In a bit of a follow-up to Sunday’s Saudi Camel Owners Threaten Over MERS `Slander’, the Saudi MOH and MOA have announced plans to sit down with camel owners in order to try to convince them of the risks of MERS from camels.
Up until the spring of 2014, the Ministry of Agriculture was less than receptive to the idea that camels carried the MERS virus (see Saudi MOA Spokesman: Camel Link Unproven, MERS-CoV Is MOH Problem).
But gradually - as more evidence emerged – the MOA reversed course and issued fairly strict guidance urging breeders and owners to limit their contact with camels, and to use PPEs (masks, gloves, protective clothing) when in close contact with their animals.
While camels are only briefly infectious, nearly all camels in Saudi Arabia (and surrounding countries) seem to get the virus at least once in their lifetime. Most MERS transmission is human-to-human, but sporadic zoonotic spillovers – from camels to humans – are believed the reason why new chains of infection continue to emerge.
The hope is that if you can prevent (or at least greatly reduce) the number of new introductions of the virus into the human population, you can prevent many of these large community clusters.
Over the past few months the Saudi government has ramped up regulations on camels, including excluding them from last month’s Hajj. There are calls to bar them from cities, for increased virological surveillance, and all of this `bad press’ has driven camel prices into the cellar. None of which has sat very well with camel owners.
This from the Arab News.
Last update 7 October 2015 12:57 am
JEDDAH: Officials from the agriculture and health ministries are set to hold a crucial meeting later this month on how to convince skeptical camel owners that the animals are the cause of Middle East Respiratory Syndrome (MERS) coronavirus infections and deaths.
This comes in the wake of the government drafting 10 recommendations on how to protect the community from the virus, including removing the animals from cities and introducing routine examinations of owners and camels.
It is expected that the meeting will be held within next two weeks.
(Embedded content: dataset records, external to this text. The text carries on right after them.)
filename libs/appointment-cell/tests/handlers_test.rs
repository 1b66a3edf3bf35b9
use axum::http::{Method, StatusCode};
use serde_json::json;

use appointment_cell::{appointment_routes, SlotConflictService, APPOINTMENT_COLLECTION};
use shared_database::SharedStore;
use shared_utils::test_utils::{memory_store, send_json, send_raw, Fixtures};

const DOCTOR_A: &str = "3c2b1a09-8f7e-4d6c-9b5a-493827161504";
const DOCTOR_B: &str = "7d6c5b4a-3928-4716-a5b4-c3d2e1f0a9b8";

async fn booking_store() -> (std::sync::Arc<shared_database::MemoryStore>, SharedStore) {
    let (memory, store) = memory_store();
    SlotConflictService::new(store.clone())
        .install_slot_index()
        .await
        .unwrap();
    (memory, store)
}

#[tokio::test]
async fn test_book_appointment_returns_pending() {
    let (_, store) = booking_store().await;

    let (status, body) = send_json(
        appointment_routes(store),
        Method::POST,
        "/",
        Some(Fixtures::appointment(DOCTOR_A, "2024-01-10", "09:00")),
    )
    .await;

    assert_eq!(status, StatusCode::CREATED);
    assert!(!body["id"].as_str().unwrap().is_empty());
    assert_eq!(body["status"], "pending");
}

#[tokio::test]
async fn test_supplied_status_is_overridden() {
    let (_, store) = booking_store().await;

    let mut request = Fixtures::appointment(DOCTOR_A, "2024-01-10", "10:00");
    request["status"] = json!("confirmed");

    let (status, body) = send_json(appointment_routes(store.clone()), Method::POST, "/", Some(request)).await;
    assert_eq!(status, StatusCode::CREATED);
    assert_eq!(body["status"], "pending");

    let (_, listed) = send_json(appointment_routes(store), Method::GET, "/", None).await;
    assert_eq!(listed[0]["status"], "pending");
}

#[tokio::test]
async fn test_duplicate_slot_is_a_conflict() {
    let (memory, store) = booking_store().await;
    let request = Fixtures::appointment(DOCTOR_A, "2024-01-10", "09:00");

    let (first, _) = send_json(appointment_routes(store.clone()), Method::POST, "/", Some(request.clone())).await;
    assert_eq!(first, StatusCode::CREATED);

    let (second, body) = send_json(appointment_routes(store), Method::POST, "/", Some(request)).await;
    assert_eq!(second, StatusCode::CONFLICT);
    assert!(body["error"].as_str().unwrap().contains("already booked"));
    assert_eq!(memory.count(APPOINTMENT_COLLECTION).await, 1);
}

#[tokio::test]
async fn test_same_slot_different_doctor_or_day_is_allowed() {
    let (memory, store) = booking_store().await;

    let bookings = [
        Fixtures::appointment(DOCTOR_A, "2024-01-10", "09:00"),
        Fixtures::appointment(DOCTOR_B, "2024-01-10", "09:00"),
        Fixtures::appointment(DOCTOR_A, "2024-01-11", "09:00"),
        Fixtures::appointment(DOCTOR_A, "2024-01-10", "09:30"),
    ];

    for booking in bookings {
        let (status, _) = send_json(appointment_routes(store.clone()), Method::POST, "/", Some(booking)).await;
        assert_eq!(status, StatusCode::CREATED);
    }

    assert_eq!(memory.count(APPOINTMENT_COLLECTION).await, 4);
}

#[tokio::test]
async fn test_malformed_doctor_id_fails_before_insert() {
    let (memory, store) = booking_store().await;

    let (status, body) = send_json(
        appointment_routes(store),
        Method::POST,
        "/",
        Some(Fixtures::appointment("dr-who", "2024-01-10", "09:00")),
    )
    .await;

    assert_eq!(status, StatusCode::BAD_REQUEST);
    assert!(body["error"].as_str().unwrap().contains("doctor_id"));
    assert_eq!(memory.count(APPOINTMENT_COLLECTION).await, 0);
}

#[tokio::test]
async fn test_invalid_date_is_rejected() {
    let (memory, store) = booking_store().await;

    let (status, _) = send_json(
        appointment_routes(store),
        Method::POST,
        "/",
        Some(Fixtures::appointment(DOCTOR_A, "2024-13-40", "09:00")),
    )
    .await;

    assert_eq!(status, StatusCode::BAD_REQUEST);
    assert_eq!(memory.count(APPOINTMENT_COLLECTION).await, 0);
}

#[tokio::test]
async fn test_missing_patient_phone_is_rejected() {
    let (_, store) = booking_store().await;

    let (status, _) = send_json(
        appointment_routes(store),
        Method::POST,
        "/",
        Some(json!({
            "patient_name": "Mona Ali",
            "doctor_id": DOCTOR_A,
            "date": "2024-01-10",
            "time_slot": "09:00"
        })),
    )
    .await;

    assert_eq!(status, StatusCode::BAD_REQUEST);
}

#[tokio::test]
async fn test_list_filters_by_doctor_and_date() {
    let (_, store) = booking_store().await;

    let bookings = [
        (DOCTOR_A, "2024-01-10", "09:00"),
        (DOCTOR_A, "2024-01-10", "09:30"),
        (DOCTOR_A, "2024-01-11", "09:00"),
        (DOCTOR_B, "2024-01-10", "09:00"),
    ];
    for (doctor, date, slot) in bookings {
        let (status, _) = send_json(
            appointment_routes(store.clone()),
            Method::POST,
            "/",
            Some(Fixtures::appointment(doctor, date, slot)),
        )
        .await;
        assert_eq!(status, StatusCode::CREATED);
    }

    let uri = format!("/?doctor_id={}", DOCTOR_A);
    let (_, by_doctor) = send_json(appointment_routes(store.clone()), Method::GET, &uri, None).await;
    assert_eq!(by_doctor.as_array().unwrap().len(), 3);

    let (_, by_date) = send_json(appointment_routes(store.clone()), Method::GET, "/?date=2024-01-10", None).await;
    assert_eq!(by_date.as_array().unwrap().len(), 3);

    let uri = format!("/?doctor_id={}&date=2024-01-10", DOCTOR_A);
    let (_, both) = send_json(appointment_routes(store.clone()), Method::GET, &uri, None).await;
    let both = both.as_array().unwrap();
    assert_eq!(both.len(), 2);
    assert!(both.iter().all(|a| a["doctor_id"] == DOCTOR_A && a["date"] == "2024-01-10"));

    let (_, all) = send_json(appointment_routes(store), Method::GET, "/", None).await;
    assert_eq!(all.as_array().unwrap().len(), 4);
}

#[tokio::test]
async fn test_listed_appointment_shape() {
    let (_, store) = booking_store().await;

    let (_, created) = send_json(
        appointment_routes(store.clone()),
        Method::POST,
        "/",
        Some(Fixtures::appointment(DOCTOR_A, "2024-01-10", "09:00")),
    )
    .await;

    let (_, listed) = send_json(appointment_routes(store), Method::GET, "/", None).await;

    let mut expected = Fixtures::appointment(DOCTOR_A, "2024-01-10", "09:00");
    expected["id"] = created["id"].clone();
    expected["status"] = json!("pending");
    assert_eq!(listed, json!([expected]));
}

#[tokio::test]
async fn test_free_form_slot_token_is_booked_once() {
    let (memory, store) = booking_store().await;
    let request = Fixtures::appointment(DOCTOR_A, "2024-01-10", "10:30 AM");

    let (first, body) = send_json(appointment_routes(store.clone()), Method::POST, "/", Some(request.clone())).await;
    assert_eq!(first, StatusCode::CREATED);
    assert_eq!(body["status"], "pending");

    let (second, _) = send_json(appointment_routes(store.clone()), Method::POST, "/", Some(request)).await;
    assert_eq!(second, StatusCode::CONFLICT);
    assert_eq!(memory.count(APPOINTMENT_COLLECTION).await, 1);

    let (_, listed) = send_json(appointment_routes(store), Method::GET, "/", None).await;
    assert_eq!(listed[0]["time_slot"], "10:30 AM");
}

#[tokio::test]
async fn test_filters_accept_any_spelling_used_on_create() {
    let (_, store) = booking_store().await;
    let upper = DOCTOR_A.to_uppercase();

    let (status, _) = send_json(
        appointment_routes(store.clone()),
        Method::POST,
        "/",
        Some(Fixtures::appointment(&upper, "2024-1-10", "09:00")),
    )
    .await;
    assert_eq!(status, StatusCode::CREATED);

    let uri = format!("/?doctor_id={}&date=2024-1-10", upper);
    let (_, listed) = send_json(appointment_routes(store.clone()), Method::GET, &uri, None).await;
    assert_eq!(listed.as_array().unwrap().len(), 1);

    let uri = format!("/?doctor_id={}&date=2024-01-10", DOCTOR_A);
    let (_, listed) = send_json(appointment_routes(store), Method::GET, &uri, None).await;
    assert_eq!(listed.as_array().unwrap().len(), 1);
}

#[tokio::test]
async fn test_non_json_body_gets_error_body() {
    let (memory, store) = booking_store().await;

    let (status, body) = send_raw(
        appointment_routes(store),
        Method::POST,
        "/",
        Some("application/json"),
        "patient_name=Mona".to_string(),
    )
    .await;

    assert_eq!(status, StatusCode::BAD_REQUEST);
    assert!(body["error"].is_string());
    assert_eq!(memory.count(APPOINTMENT_COLLECTION).await, 0);
}
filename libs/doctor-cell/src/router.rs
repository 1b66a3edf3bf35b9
use axum::{
    Router,
    routing::get,
};

use shared_database::SharedStore;

use crate::handlers;

pub fn doctor_routes(store: SharedStore) -> Router {
    Router::new()
        .route("/", get(handlers::list_doctors).post(handlers::create_doctor))
        .with_state(store)
}
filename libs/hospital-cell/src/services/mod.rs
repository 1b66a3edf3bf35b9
pub mod hospital;

pub use hospital::HospitalService;
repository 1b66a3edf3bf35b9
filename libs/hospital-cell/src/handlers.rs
use axum::{
    extract::{rejection::JsonRejection, State},
    http::StatusCode,
    Json,
};
use serde_json::{json, Value};

use shared_database::SharedStore;
use shared_models::error::AppError;

use crate::models::Hospital;
use crate::services::HospitalService;

#[axum::debug_handler]
pub async fn list_hospitals(
    State(store): State<SharedStore>,
) -> Result<Json<Vec<Hospital>>, AppError> {
    let service = HospitalService::new(store);

    let hospitals = service.list_hospitals().await?;

    Ok(Json(hospitals))
}

#[axum::debug_handler]
pub async fn create_hospital(
    State(store): State<SharedStore>,
    payload: Result<Json<Value>, JsonRejection>,
) -> Result<(StatusCode, Json<Value>), AppError> {
    let Json(payload) = payload?;
    let service = HospitalService::new(store);

    let id = service.create_from_json(payload).await?;

    Ok((StatusCode::CREATED, Json(json!({ "id": id }))))
}
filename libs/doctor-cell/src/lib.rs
pub mod handlers;
pub mod router;
pub mod models;
pub mod services;

pub use models::*;
pub use router::doctor_routes;
pub use services::DoctorService;
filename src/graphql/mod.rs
//! GraphQL surface over the dashboard queries.
//!
//! Served as JSON over `POST /graphql`; `GET /graphql` renders GraphiQL.
use crate::{
    errors::ServiceError,
    queries::{
        inventory_dashboard_queries::{
            GroupBy, GroupedInventoryPage, InventoryDashboardFilters, InventoryDashboardPage,
        },
        summary_queries::DashboardSummary,
        transaction_dashboard_queries::{
            TransactionDashboardFilters, TransactionDashboardPage, TransactionType,
        },
    },
    services::DashboardService,
    AppState,
};
use async_graphql::{
    http::GraphiQLSource, Context, EmptyMutation, EmptySubscription, ErrorExtensions,
    InputObject, Object, Schema,
};
use axum::{
    extract::State,
    response::{Html, IntoResponse, Json},
};
use tracing::instrument;

pub type DashboardSchema = Schema<QueryRoot, EmptyMutation, EmptySubscription>;

pub fn build_schema(dashboard: DashboardService) -> DashboardSchema {
    Schema::build(QueryRoot, EmptyMutation, EmptySubscription)
        .data(dashboard)
        .finish()
}

/// Inventory filters accepted by both inventory resolvers.
#[derive(Debug, Default, InputObject)]
pub struct InventoryFilterInput {
    pub name: Option<String>,
    pub client_id: Option<i32>,
    pub serial_pallet: Option<String>,
    pub identifier: Option<String>,
    pub po: Option<String>,
    pub location_id: Option<i32>,
    pub area_id: Option<i32>,
    pub status: Option<String>,
    pub updated_by: Option<String>,
}

impl From<InventoryFilterInput> for InventoryDashboardFilters {
    fn from(input: InventoryFilterInput) -> Self {
        Self {
            name: input.name,
            client_id: input.client_id,
            serial_pallet: input.serial_pallet,
            identifier: input.identifier,
            po: input.po,
            location_id: input.location_id,
            area_id: input.area_id,
            status: input.status,
            updated_by: input.updated_by,
        }
    }
}

#[derive(Debug, Default, InputObject)]
pub struct TransactionFilterInput {
    pub transaction_type: Option<TransactionType>,
    pub request_code: Option<String>,
    pub industry: Option<String>,
    pub production_team: Option<String>,
    pub from_warehouse: Option<i32>,
    pub to_warehouse: Option<i32>,
    pub status: Option<bool>,
    pub from_date: Option<String>,
    pub to_date: Option<String>,
    pub updated_by: Option<String>,
}

impl From<TransactionFilterInput> for TransactionDashboardFilters {
    fn from(input: TransactionFilterInput) -> Self {
        Self {
            transaction_type: input.transaction_type,
            request_code: input.request_code,
            industry: input.industry,
            production_team: input.production_team,
            from_warehouse: input.from_warehouse,
            to_warehouse: input.to_warehouse,
            status: input.status,
            from_date: input.from_date,
            to_date: input.to_date,
            updated_by: input.updated_by,
        }
    }
}

/// Maps a service failure onto a GraphQL error without leaking database detail.
fn to_graphql_error(err: ServiceError) -> async_graphql::Error {
    let kind = err.kind();
    async_graphql::Error::new(err.response_message()).extend_with(|_, ext| ext.set("code", kind))
}

pub struct QueryRoot;

#[Object]
impl QueryRoot {
    /// Headline counts
    async fn dashboard(&self, ctx: &Context<'_>) -> async_graphql::Result<DashboardSummary> {
        let service = ctx.data::<DashboardService>()?;
        service.summary().await.map_err(to_graphql_error)
    }

    async fn inventory_dashboard(
        &self,
        ctx: &Context<'_>,
        filters: Option<InventoryFilterInput>,
        #[graphql(default = 1)] page: u64,
        #[graphql(default = 20)] size: u64,
    ) -> async_graphql::Result<InventoryDashboardPage> {
        let service = ctx.data::<DashboardService>()?;
        service
            .inventory_dashboard(filters.unwrap_or_default().into(), page, size)
            .await
            .map_err(to_graphql_error)
    }

    /// Inventory grouped by `area`, `po`, `client` or `sap_code`; anything else groups by area
    async fn inventory_dashboard_grouped(
        &self,
        ctx: &Context<'_>,
        group_by: Option<String>,
        filters: Option<InventoryFilterInput>,
        #[graphql(default = 1)] page: u64,
        #[graphql(default = 20)] size: u64,
    ) -> async_graphql::Result<GroupedInventoryPage> {
        let service = ctx.data::<DashboardService>()?;
        service
            .grouped_inventory(
                filters.unwrap_or_default().into(),
                GroupBy::parse(group_by.as_deref()),
                page,
                size,
            )
            .await
            .map_err(to_graphql_error)
    }

    async fn transactions_dashboard(
        &self,
        ctx: &Context<'_>,
        filters: Option<TransactionFilterInput>,
        #[graphql(default = 1)] page: u64,
        #[graphql(default = 20)] size: u64,
    ) -> async_graphql::Result<TransactionDashboardPage> {
        let service = ctx.data::<DashboardService>()?;
        service
            .transactions(filters.unwrap_or_default().into(), page, size)
            .await
            .map_err(to_graphql_error)
    }
}

#[instrument(skip_all)]
pub async fn graphql_handler(
    State(state): State<AppState>,
    Json(request): Json<async_graphql::Request>,
) -> Json<async_graphql::Response> {
    Json(state.schema.execute(request).await)
}

pub async fn graphiql() -> impl IntoResponse {
    Html(GraphiQLSource::build().endpoint("/graphql").finish())
}
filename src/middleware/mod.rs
pub mod request_id;

pub use request_id::{request_id_middleware, REQUEST_ID_HEADER};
Preparations have already begun according to the guidelines laid down by Prince Bandar bin Saud, chairman of the Saudi Wildlife Authority.
As we’ve seen with H5N1 in Egypt, China, and Indonesia – convincing people that the animals their families have raised for generations could suddenly pose a deadly disease threat – isn’t an easy task.
This becomes even more difficult since the vast majority of people who come in contact with these animals are never affected.
A situation I suspect we’d have equal difficulty accepting if a new disease – deadly to humans – suddenly began spreading via domestic dogs or cats.